This study included a total of 803 papers, and the records were exported as “plain text files.” The export format comprised “complete records and cited references,” and the files were saved in “download_txt” format.

Knowledge visualization analysis

This study employed CiteSpace, VOSviewer, and Microsoft Excel 2021 for quantitative and visual analysis. VOSviewer, a tool for analyzing key information from a substantial number of publications, was utilized to construct collaborative, co-citation, and co-occurrence networks (18). Node size in these networks indicates the number of publications, line width represents the strength of relationships, and node color signifies distinct clusters or cycles.

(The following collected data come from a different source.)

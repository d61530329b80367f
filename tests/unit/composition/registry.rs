use super::*;
use crate::foundation::core::FrameIndex;
use crate::foundation::error::FramecardError;

#[test]
fn builtin_ids_are_stable_and_unique() {
    let ids: Vec<String> = builtin_templates().iter().map(|t| t.spec().id).collect();
    assert_eq!(ids, ["QuoteCard", "ProductAd", "UserStatsVideo"]);
}

#[test]
fn specs_validate() {
    for template in builtin_templates() {
        template.spec().validate().unwrap();
    }
}

#[test]
fn default_props_render_every_template_at_frame_zero() {
    for template in builtin_templates() {
        let scene = template.render_json(FrameIndex(0), None).unwrap();
        assert_eq!(scene.frame, FrameIndex(0));
        assert_eq!(scene.canvas, template.spec().canvas);
    }
}

#[test]
fn render_rejects_out_of_bounds_frames() {
    for template in builtin_templates() {
        let duration = template.spec().duration;
        let err = template.render_json(duration, None).unwrap_err();
        assert!(matches!(err, FramecardError::Evaluation(_)));
        // Last valid frame still renders.
        template
            .render_json(FrameIndex(duration.0 - 1), None)
            .unwrap();
    }
}

#[test]
fn render_rejects_malformed_props() {
    let template = find_template("QuoteCard").unwrap();
    let bad = serde_json::json!({"quote": 42});
    let err = template.render_json(FrameIndex(0), Some(&bad)).unwrap_err();
    assert!(matches!(err, FramecardError::Serde(_)));
}

#[test]
fn find_template_by_id() {
    assert!(find_template("ProductAd").is_ok());
    assert!(matches!(
        find_template("Nope"),
        Err(FramecardError::Validation(_))
    ));
}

CiteSpace, focusing on the fundamental analysis of scientific literature, serves as a visual analytics tool expanding into the realms of data visualization and scientometrics. In this study, CiteSpace was employed to generate knowledge networks, citation paths, and to detect bursts in references and keywords (19). Evaluation metrics included citation bursts, co-citation citation clustering networks, and keyword bursts. The emergence of keyword bursts or citations implies frequent appearance or citation over time, signifying topics that have garnered significant attention from researchers. As such, these bursts can be considered research hotspots or frontiers (20). Leveraging these indicators, crucial topics, recent advancements, and emerging trends in the field were effectively identified.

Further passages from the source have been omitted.